Session 2: Tendances globales et nouveaux problèmes.  Construire des sociétés durables, résilientes et inclusives dans un monde changeant.

Cette table ronde a abordé la question de la participation de tous les groupes sociaux aux efforts tournés vers le développement durable, en examinant entre autres les atouts qu’offrent les données collectées au niveau local pour accroître cette participation.

Pour Mme MAMI MIZUTORI, Représentante spéciale du Secrétaire général pour la réduction des risques de catastrophe, la réduction de ces risques est essentielle pour l’élimination de la pauvreté.  « Les catastrophes déplacent plus de 20 millions de personnes par an.  Elles ne connaissent pas de frontières et détruisent des années d’acquis dans le développement », a-t-elle rappelé.  Soulignant la corrélation entre la réduction du risque, le développement durable et les changements climatiques, elle a souligné la nécessité d’« affronter le tout ensemble ».  « Nous devons adopter une approche inclusive face à la gestion des risques, comme le prévoit le Cadre de Sendai -grâce notamment à la participation des femmes, des jeunes, des handicapés, des peuples autochtones- car ils peuvent contribuer avec leur expérience et enrichir les stratégies politiques. »  Le principe de participation de Sendai doit, cependant, être concrétisé en actions, a-t-elle recommandé.

Mme Mizutori a rapporté ses impressions après une visite à Sendai en mars, où elle a rencontré un groupe de personnes handicapées touchées par le tsunami de 2011.  Ce groupe avait à l’époque construit un réseau pour s’entraider en cas de catastrophes mais ils se sont malgré tout trouvés isolés sans comprendre ce qui se passait.  Ils ont réalisé que leur réseau devait être inscrit dans le reste de la société, a compris Mme Mizutori ».  Elle a conclu en imaginant que les situations peuvent être encore pires dans les pays en développement où il n’existe pas encore de politiques de réduction des risques.  « Nous devons travailler pour eux », a-t-elle proposé.

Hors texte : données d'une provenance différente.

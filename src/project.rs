//! Data model (§3): the catalog's core record types, shared by the
//! reconciler, the SQLite store, and the query projection.

use std::path::PathBuf;

use chrono::{DateTime, Utc};
use serde::{Deserialize, Serialize};
use uuid::Uuid;

/// A decoded `(numerator, denominator)` pair, rendered as `"4/4"` for
/// display and storage.
#[derive(Debug, Clone, Copy, PartialEq, Eq, Serialize, Deserialize)]
pub struct TimeSignature {
    pub numerator: u32,
    pub denominator: u32,
}

impl std::fmt::Display for TimeSignature {
    fn fmt(&self, f: &mut std::fmt::Formatter<'_>) -> std::fmt::Result {
        write!(f, "{}/{}", self.numerator, self.denominator)
    }
}

impl std::str::FromStr for TimeSignature {
    type Err = String;

    fn from_str(s: &str) -> Result<Self, Self::Err> {
        let (num, den) = s
            .split_once('/')
            .ok_or_else(|| format!("not a time signature: {s}"))?;
        Ok(TimeSignature {
            numerator: num.parse().map_err(|_| format!("bad numerator: {num}"))?,
            denominator: den.parse().map_err(|_| format!("bad denominator: {den}"))?,
        })
    }
}

/// The two plugin formats the original device-chain parser recognizes.
/// Distinguishes the uniqueness family a plugin name belongs to: the same
/// name can appear once as a VST2 device and once as a VST3 device.
#[derive(Debug, Clone, Copy, PartialEq, Eq, Hash, Serialize, Deserialize)]
pub enum PluginFormat {
    Vst,
    Vst3,
}

impl std::fmt::Display for PluginFormat {
    fn fmt(&self, f: &mut std::fmt::Formatter<'_>) -> std::fmt::Result {
        match self {
            PluginFormat::Vst => write!(f, "vst"),
            PluginFormat::Vst3 => write!(f, "vst3"),
        }
    }
}

impl std::str::FromStr for PluginFormat {
    type Err = String;

    fn from_str(s: &str) -> Result<Self, Self::Err> {
        match s {
            "vst" => Ok(PluginFormat::Vst),
            "vst3" => Ok(PluginFormat::Vst3),
            other => Err(format!("unknown plugin format: {other}")),
        }
    }
}

/// A single Ableton Live Set, as reconciled into the catalog.
///
/// `identifier` is the catalog's own monotonically assigned primary key;
/// `uuid` is assigned once at creation and never reused. Both survive
/// renames and in-place edits untouched.
#[derive(Debug, Clone, Serialize, Deserialize)]
pub struct Project {
    pub identifier: i64,
    pub uuid: Uuid,
    pub path: PathBuf,
    pub file_hash: String,
    pub name: String,
    pub creation_time: DateTime<Utc>,
    pub last_modification_time: DateTime<Utc>,
    pub last_scan_timestamp: DateTime<Utc>,
    pub creator: String,
    pub key: Option<String>,
    pub tempo: Option<f64>,
    pub time_signature: Option<TimeSignature>,
    pub furthest_bar: Option<f64>,
    pub estimated_duration: Option<f64>,
}

/// A distinct plugin identity: `(name, format)` is unique across the
/// catalog regardless of how many projects reference it.
///
/// `installed` reflects the installed-plugin overlay as of this row's last
/// insertion — it is not re-checked on every read, so it can drift stale
/// for a plugin that stops (or starts) being installed between scans.
#[derive(Debug, Clone, Serialize, Deserialize)]
pub struct Plugin {
    pub id: Uuid,
    pub name: String,
    pub format: PluginFormat,
    pub installed: bool,
}

/// A distinct sample path. Two projects referencing the same file on disk
/// share one row.
#[derive(Debug, Clone, Serialize, Deserialize)]
pub struct Sample {
    pub id: Uuid,
    pub path: PathBuf,
    /// File name component of `path`, kept alongside it for display.
    pub name: String,
    /// Whether `path` resolved to an existing file as of the last
    /// reconciliation that touched this row. Set on insert and refreshed on
    /// every relink; stale caching between scans is acceptable.
    pub is_present: bool,
}
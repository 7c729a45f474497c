//! Furthest-bar extraction: the position (in bars) of the latest clip end
//! marker anywhere in the arrangement, used as the basis for the estimated
//! duration.

use crate::xml::{iter_named, XmlElement};

/// The highest `CurrentEnd@Value` found anywhere in the document, divided
/// by `beats_per_bar` to convert from beats to bars. Never fails: a
/// document with no `CurrentEnd` markers at all yields `0.0`.
pub fn extract(root: &XmlElement, beats_per_bar: f64) -> f64 {
    let max_end = iter_named(root, "CurrentEnd")
        .into_iter()
        .filter_map(|e| e.attr("Value"))
        .filter_map(|v| v.parse::<f64>().ok())
        .fold(0.0_f64, f64::max);

    if beats_per_bar <= 0.0 {
        return 0.0;
    }
    max_end / beats_per_bar
}
//! Query projection (C10): a plain, serializable view over a catalogued
//! project plus its joined plugins and samples — the same shape the
//! original HTTP endpoint returned, reused here as a local function the
//! CLI renders instead of serving over a socket.

use serde::Serialize;
use uuid::Uuid;

use crate::db::Catalog;
use crate::error::CatalogError;
use crate::project::Project;

#[derive(Debug, Serialize)]
pub struct PluginRef {
    pub id: Uuid,
    pub name: String,
}

#[derive(Debug, Serialize)]
pub struct SampleRef {
    pub id: Uuid,
    pub name: String,
}

#[derive(Debug, Serialize)]
pub struct ProjectView {
    #[serde(flatten)]
    pub project: Project,
    pub plugins: Vec<PluginRef>,
    pub samples: Vec<SampleRef>,
}

/// Joins a single project with its plugins and samples.
pub fn project_view(catalog: &Catalog, identifier: i64) -> Result<Option<ProjectView>, CatalogError> {
    let Some(project) = catalog.get_project(identifier)? else {
        return Ok(None);
    };
    Ok(Some(build_view(catalog, project)?))
}

/// Every catalogued project, each joined with its plugins and samples.
pub fn list_views(catalog: &Catalog) -> Result<Vec<ProjectView>, CatalogError> {
    catalog
        .list_projects()?
        .into_iter()
        .map(|project| build_view(catalog, project))
        .collect()
}

fn build_view(catalog: &Catalog, project: Project) -> Result<ProjectView, CatalogError> {
    let plugins = catalog
        .plugins_for_project(project.identifier)?
        .into_iter()
        .map(|p| PluginRef {
            id: p.id,
            name: p.name,
        })
        .collect();
    let samples = catalog
        .samples_for_project(project.identifier)?
        .into_iter()
        .map(|s| SampleRef {
            id: s.id,
            name: s.name,
        })
        .collect();
    Ok(ProjectView {
        project,
        plugins,
        samples,
    })
}
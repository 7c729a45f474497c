//! Sample reference extraction.
//!
//! Ableton Live 11 stores sample paths as plain text. Earlier versions
//! store them as a hex-encoded, UTF-16LE-backed blob split across `Data`
//! elements — a quirk of how the old format persisted Windows `MAX_PATH`
//! wide strings regardless of platform.

use std::path::PathBuf;

use crate::error::ExtractionError;
use crate::version::{at_least, Version};
use crate::xml::{get_attribute, iter_named, try_get_element, XmlElement};

/// Every sample path referenced by a `SampleRef` element in the document.
/// Extraction failures for individual references are returned inline so
/// the caller can decide whether to log-and-skip or abort.
pub fn extract(root: &XmlElement, version: Version) -> Vec<Result<PathBuf, ExtractionError>> {
    iter_named(root, "SampleRef")
        .into_iter()
        .map(|sample_ref| extract_one(sample_ref, version))
        .collect()
}

fn extract_one(sample_ref: &XmlElement, version: Version) -> Result<PathBuf, ExtractionError> {
    if at_least(version, 11, 0) {
        let path = get_attribute(sample_ref, "FileRef.Path", "Value")
            .map_err(|_| ExtractionError::MarkerAbsent("FileRef.Path@Value".to_string()))?;
        return Ok(PathBuf::from(path));
    }

    let data = try_get_element(sample_ref, "FileRef.Data")
        .ok_or_else(|| ExtractionError::MarkerAbsent("FileRef.Data".to_string()))?;
    decode_hex_path(data)
}

/// Concatenates the hex digits scattered across `Data`'s children (or its
/// own text, depending on how the element was serialized), strips
/// whitespace, decodes the hex, and interprets the bytes as UTF-16LE.
fn decode_hex_path(data: &XmlElement) -> Result<PathBuf, ExtractionError> {
    let mut hex_digits = String::new();
    if !data.text.is_empty() {
        hex_digits.push_str(&data.text);
    }
    for child in &data.children {
        hex_digits.push_str(&child.text);
    }
    let cleaned: String = hex_digits
        .chars()
        .filter(|c| !c.is_whitespace())
        .collect();

    let bytes = hex::decode(&cleaned)
        .map_err(|e| ExtractionError::InvalidHex(format!("{e}: {cleaned}")))?;

    let (decoded, _, had_errors) = encoding_rs::UTF_16LE.decode(&bytes);
    if had_errors {
        return Err(ExtractionError::Utf16Decode);
    }

    let cleaned = decoded.replace('\u{0}', "");
    Ok(PathBuf::from(cleaned))
}

#[cfg(test)]
mod tests {
    use super::*;
    use crate::xml::parse;

    #[test]
    fn reads_plain_path_on_v11_and_above() {
        let doc = parse(
            br#"<Ableton><SampleRef><FileRef>
                <Path Value="/Users/me/Samples/kick.wav" />
            </FileRef></SampleRef></Ableton>"#,
        )
        .unwrap();
        let sample_ref = doc.child("SampleRef").unwrap();
        let path = extract_one(sample_ref, Version::new(11, 0, 0)).unwrap();
        assert_eq!(path, PathBuf::from("/Users/me/Samples/kick.wav"));
    }

    fn hex_encode_utf16le(s: &str) -> String {
        let units: Vec<u16> = s.encode_utf16().collect();
        let mut bytes = Vec::with_capacity(units.len() * 2);
        for unit in units {
            bytes.extend_from_slice(&unit.to_le_bytes());
        }
        hex::encode_upper(bytes)
    }

    #[test]
    fn decodes_hex_utf16_blob_below_v11() {
        let encoded = hex_encode_utf16le("C:\\Samples\\kick.wav");
        let xml = format!(
            r#"<Ableton><SampleRef><FileRef><Data>{encoded}</Data></FileRef></SampleRef></Ableton>"#
        );
        let doc = parse(xml.as_bytes()).unwrap();
        let sample_ref = doc.child("SampleRef").unwrap();
        let path = extract_one(sample_ref, Version::new(9, 7, 0)).unwrap();
        assert_eq!(path, PathBuf::from("C:\\Samples\\kick.wav"));
    }

    #[test]
    fn strips_embedded_nulls_not_just_trailing_ones() {
        // A zero-padded UTF-16LE code unit ("\0") spliced into the middle of
        // the string, mimicking the old format's fixed-width field layout,
        // must be dropped wherever it falls, not just at the end.
        let mut units: Vec<u16> = "C:\\a".encode_utf16().collect();
        units.push(0);
        units.extend("b.wav".encode_utf16());
        let mut bytes = Vec::with_capacity(units.len() * 2);
        for unit in units {
            bytes.extend_from_slice(&unit.to_le_bytes());
        }
        let encoded = hex::encode_upper(bytes);
        let xml = format!(
            r#"<Ableton><SampleRef><FileRef><Data>{encoded}</Data></FileRef></SampleRef></Ableton>"#
        );
        let doc = parse(xml.as_bytes()).unwrap();
        let sample_ref = doc.child("SampleRef").unwrap();
        let path = extract_one(sample_ref, Version::new(9, 7, 0)).unwrap();
        assert_eq!(path, PathBuf::from("C:\\ab.wav"));
    }

    #[test]
    fn rejects_malformed_hex() {
        let doc = parse(
            br#"<Ableton><SampleRef><FileRef><Data>not-hex-at-all</Data></FileRef></SampleRef></Ableton>"#,
        )
        .unwrap();
        let sample_ref = doc.child("SampleRef").unwrap();
        let err = extract_one(sample_ref, Version::new(9, 0, 0)).unwrap_err();
        assert!(matches!(err, ExtractionError::InvalidHex(_)));
    }
}
//! `live-catalog config show`: prints the resolved configuration, after
//! `{USER_HOME}` substitution, so the operator can see what the engine
//! will actually use without re-deriving it by hand.

use crate::config::Config;
use crate::error::CatalogEngineError;

pub fn show(config: &Config) -> Result<String, CatalogEngineError> {
    toml::to_string_pretty(config).map_err(|e| CatalogEngineError::Config(e.to_string()))
}
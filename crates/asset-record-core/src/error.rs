//! Error types for `asset-record-core`.

use thiserror::Error;

#[derive(Debug, Error)]
pub enum Error {
  #[error("invalid datetime format: {0:?}")]
  InvalidFormat(String),

  #[error("invalid input: {0}")]
  InvalidInput(String),

  /// The persisted document does not have the `{"assets": [...]}` shape.
  #[error("malformed asset document: {0}")]
  MalformedDocument(String),

  #[error("persistence error: {0}")]
  Persistence(#[source] Box<dyn std::error::Error + Send + Sync>),

  #[error("serialization error: {0}")]
  Serialization(#[from] serde_json::Error),
}

pub type Result<T, E = Error> = std::result::Result<T, E>;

M. MAHMOUD MOHIELDIN, Vice-Président du groupe de la Banque mondiale, a souhaité revenir sur la question des changements rapides dans le monde, qui sont si rapides qu’ils dépassent les capacités des décideurs et des institutions.  Il a pointé plusieurs grandes tendances.  D’abord, les transitions démographiques et la tendance à l’urbanisation: « 4 milliards de personnes vivent en ville et d’ici à 2050, la population urbaine de la planète aura doublé, ce qui fera que 70% de la population sera urbaine ».  Si rien ne se passe, 1 milliard de personnes vivront dans des bidonvilles, avec des poches d’extrême pauvreté en zone rurale, a-t-il prévenu.

Autres tendances pointées par le représentant: 1 milliard de personnes vivent dans des zones touchées par des cycles de violence, tandis que le nombre de personnes touchées par des catastrophes naturelles a triplé; 2 milliards sont victimes de catastrophes liées au climat.  Les pays à faible revenus représentent 48% de toutes les victimes, même si leur exposition aux événements climatiques extrêmes est faible.  M. Mohieldin a aussi relevé que la technologie peut avoir un effet positif mais si elle est mal gérée, les incidences peuvent être sérieuses.  Le budget de la Banque mondiale consacré à la gestion des catastrophes s’élève à 4 milliards et demi pour l’exercice 2017, a-t-il indiqué, précisant qu’il représente 10% du portefeuille de la Banque, mais une part encore insuffisante selon lui.

M. Mohieldin a ensuite suggéré plusieurs pistes d’action.  D’abord, il a recommandé que les villes et les communautés locales élaborent des stratégies de levée de fonds.  « Il ne suffit pas que le gouvernement central ait suffisamment de ressources.  Les niveaux locaux doivent appuyer les efforts d’ensemble pour mobiliser ces ressources. »  Il a aussi appelé à utiliser le levier de la technologie, notant les contributions positives énormes, comme au Kenya, où ont été introduits des modes de paiement numérique, ce qui limite les envois d’argent des zones urbaines vers les zones rurales, avec un coût de transaction ainsi diminué de 80%.  « Des sommes colossales vont être dépensées dans les technologie pour appuyer la résilience », a-t-il prédit. 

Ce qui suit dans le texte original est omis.